A Sublime Focus
The beautiful and colourful works all in oil on canvas with their glossy smooth surfaces and gestured brushstrokes almost float between realism and impressionism with the dark silhouettes of figures and familiar architecture located between the Tweed Coast to Noosa and composed against the menacing storm fronts and sunrises.
The show is only a small part of his busy 2006 calendar which will see him exhibit as part of the Brisbane Boys Grammar Annual invite only Exhibition in September and hold another solo show of all new works in December at Metro Arts, Brisbane’s main gallery.
Following on from the successful 2005 Solo show “Suburbanality”, these new works also touch on the suburban and urban locals of the coastal strip through the recurring use of local flora and the rooftops of shops, houses and television antennas just poking into the frame.
Having spent the last five years with one ideal in mind Werner’s explorations into the sublime and beautiful show a considered expansion into the various ideas associated with this much discussed topic and its diverse contemporary outcomes.
The telephone poles and powerlines in works such as “Suburban Sunrise 1, 2” dance with succession and uniformity, opening the viewer to the ideas of infinity and the continual in a modern context and in a modern world. While the continuous horizon and troubling storm scapes play on notions of time passing and nature’s overpowering forces, balancing the fragile co-existence of man and nature.
Instead of cropping or eliminating certain features from the landscape Werner embraces the things most of us would leave behind or ignore in our holiday snaps. He uses the powerlines to compose small abstractions of colour throughout the storm scapes, sectioning off small focuses for the viewer to examine closer.
In “Afternoon Crossing” the now familiar stack of a mobile phone transmitting tower sits alongside the humble television antenna, this could be seen as a nod to our embracing of the future, as most of us now own a mobile phone and the fact that we will all be able to receive TV though our telephones very shortly, the tower could also be seen as a taunt at the ever-changing cycle of human technologies.
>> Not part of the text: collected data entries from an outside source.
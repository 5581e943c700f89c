//! Live-ish console reporter. ANSI/terminal rendering is out of scope
//! (spec.md §1 Non-goals), so this renders as a scrolling, line-oriented
//! log plus a `comfy-table` summary at `finish()` rather than redrawing
//! a fixed status region in place.

use super::{DescribeEvent, LogMessage, Reporter, SuiteEndEvent, SuiteEvent, TestEndEvent, TestStartEvent};
use comfy_table::{Cell, Table};
use std::sync::Mutex;

#[derive(Default)]
struct Counters {
    total: u32,
    passed: u32,
    failed: u32,
    skipped: u32,
    todo: u32,
    suites: u32,
}

pub struct ConsoleReporter {
    log_level: crate::config::LogLevel,
    counters: Mutex<Counters>,
    widest_runner: Mutex<usize>,
}

impl ConsoleReporter {
    pub fn new(log_level: crate::config::LogLevel, _output_file: Option<std::path::PathBuf>) -> Self {
        Self { log_level, counters: Mutex::new(Counters::default()), widest_runner: Mutex::new(0) }
    }

    fn runner_prefix(&self, runner: &str) -> String {
        let mut widest = self.widest_runner.lock().unwrap();
        *widest = (*widest).max(runner.len());
        if *widest == 0 {
            String::new()
        } else {
            format!("[{runner:<width$}] ", width = *widest)
        }
    }
}

impl Reporter for ConsoleReporter {
    fn init(&self, paths: &std::collections::BTreeMap<String, std::path::PathBuf>, runners: &[crate::target::RunnerInfo]) {
        if matches!(self.log_level, crate::config::LogLevel::Silent) {
            return;
        }
        println!("xjet: discovered {} suite(s) across {} runner(s)", paths.len(), runners.len());
    }

    fn suite_start(&self, event: &SuiteEvent) {
        if matches!(self.log_level, crate::config::LogLevel::Silent) {
            return;
        }
        self.counters.lock().unwrap().suites += 1;
        println!("{}RUNS  {}", self.runner_prefix(&event.runner), event.suite);
    }

    fn suite_end(&self, event: &SuiteEndEvent) {
        if matches!(self.log_level, crate::config::LogLevel::Silent) {
            return;
        }
        let status = if event.error.is_some() { "FAIL" } else { "PASS" };
        println!("{}{status}  {} ({} ms)", self.runner_prefix(&event.runner), event.suite, event.duration);
        if let Some(error) = &event.error {
            for e in &error.errors {
                println!("    {}: {}", e.name, e.message);
            }
        }
    }

    fn describe_start(&self, event: &DescribeEvent) {
        if matches!(self.log_level, crate::config::LogLevel::Debug) {
            println!("  describe {}", event.description);
        }
    }

    fn describe_end(&self, _event: &DescribeEvent) {}

    fn test_start(&self, event: &TestStartEvent) {
        if matches!(self.log_level, crate::config::LogLevel::Debug) {
            println!("    test {}", event.description);
        }
    }

    fn test_end(&self, event: &TestEndEvent) {
        let mut counters = self.counters.lock().unwrap();
        counters.total += 1;
        if event.skipped {
            counters.skipped += 1;
        } else if event.todo {
            counters.todo += 1;
        } else if event.passed {
            counters.passed += 1;
        } else {
            counters.failed += 1;
        }
        drop(counters);

        if matches!(self.log_level, crate::config::LogLevel::Silent) {
            return;
        }
        let mark = if event.skipped { "SKIP" } else if event.todo { "TODO" } else if event.passed { " OK " } else { "FAIL" };
        println!("      [{mark}] {} ({} ms)", event.description, event.duration);
    }

    fn log(&self, event: &LogMessage) {
        if matches!(self.log_level, crate::config::LogLevel::Silent) {
            return;
        }
        println!("{}[{}] {}", self.runner_prefix(&event.runner), event.level_id, event.message);
    }

    fn finish(&self) {
        let counters = self.counters.lock().unwrap();
        let mut table = Table::new();
        table.set_header(vec!["Suites", "Tests", "Passed", "Failed", "Skipped"]);
        table.add_row(vec![
            Cell::new(counters.suites),
            Cell::new(counters.total),
            Cell::new(counters.passed),
            Cell::new(counters.failed),
            Cell::new(counters.skipped),
        ]);
        println!("{table}");
    }
}

#[cfg(test)]
mod tests {
    use super::*;

    #[test]
    fn tracks_totals_monotonically() {
        let reporter = ConsoleReporter::new(crate::config::LogLevel::Silent, None);
        reporter.test_end(&TestEndEvent {
            suite: "s".into(),
            runner: "local".into(),
            ancestry: vec![],
            description: "t1".into(),
            duration: 1,
            passed: true,
            todo: false,
            skipped: false,
            errors: vec![],
        });
        reporter.test_end(&TestEndEvent {
            suite: "s".into(),
            runner: "local".into(),
            ancestry: vec![],
            description: "t2".into(),
            duration: 1,
            passed: false,
            todo: false,
            skipped: false,
            errors: vec![],
        });
        let counters = reporter.counters.lock().unwrap();
        assert_eq!(counters.total, counters.passed + counters.failed + counters.skipped + counters.todo);
        assert_eq!(counters.passed, 1);
        assert_eq!(counters.failed, 1);
    }
}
“A Morning Conversation” explores a recognizable boardwalk scene with a man and woman in discussion, we the viewer don’t get to be privy the topic or tone of the talk we just get the anonymous silhouette of the two and a pet dog. The dog is alert, ears up watching the viewer seemingly protecting or watching over its owner. It could be a father and daughter, husband and wife or two strangers embroiled in this unknown conversation but these are the extra details or lack of that make this piece even more intriguing.
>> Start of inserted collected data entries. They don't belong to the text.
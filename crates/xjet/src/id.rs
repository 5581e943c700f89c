//! 14-character base-36 identifier generation for suites and runners.

use rand::Rng;

const ALPHABET: &[u8] = b"0123456789abcdefghijklmnopqrstuvwxyz";

fn fragment(rng: &mut impl Rng) -> String {
    (0..7).map(|_| ALPHABET[rng.random_range(0..ALPHABET.len())] as char).collect()
}

/// Generate a 14-character id as two concatenated 7-character base-36
/// fragments. Not cryptographically secure; uniqueness is "good enough"
/// per run, matching the source's process-local RNG contract.
pub fn generate_id() -> String {
    let mut rng = rand::rng();
    format!("{}{}", fragment(&mut rng), fragment(&mut rng))
}

#[cfg(test)]
mod tests {
    use super::*;

    #[test]
    fn generates_fourteen_chars() {
        let id = generate_id();
        assert_eq!(id.len(), 14);
        assert!(id.chars().all(|c| c.is_ascii_alphanumeric() && !c.is_ascii_uppercase()));
    }

    #[test]
    fn generates_distinct_ids() {
        let a = generate_id();
        let b = generate_id();
        assert_ne!(a, b);
    }
}
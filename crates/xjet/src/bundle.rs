//! The bundler is an out-of-scope collaborator (spec.md §1); this module
//! pins down only the shape the core consumes: bytes plus a source map
//! string, one per discovered suite entry point.

use std::path::PathBuf;

/// One suite's compiled bundle, ready for dispatch.
#[derive(Debug, Clone)]
pub struct Bundle {
    pub logical_key: String,
    pub original_path: PathBuf,
    pub code: String,
    pub source_map: Option<String>,
}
The recurring silhouetted figures and outlines of buildings and their almost graphic art approach hold close associations with the recent stencil art techniques that have taken over the graffiti or street art movement. The Crisp clean edges and fine detail of an Ipod cable on one of the figures or the cigarette and musical instrument of another almost look like digital graphics or clippings from glossy modern magazines while still being very strong paintings and traditional use of paint. These elements are most likely an influence of his recent position as teacher in graphic design and Illustration at Southbank Tafe and are a continuation of themes explored in previous works revealing the demolition of the “Gabba Hotel” in Brisbane.
The works will have two showings as part of an initiative of Passionfruit Gallery’s Director Katie Ransom to promote talented local artists and their outstanding works.
Katie has teamed up with Sajen Legal on the sunshine coast where the initial opening will be held throughout July, and then the works will move to Passionfruit Gallery and Bica Restaurant for second opening and dinner on August 18th.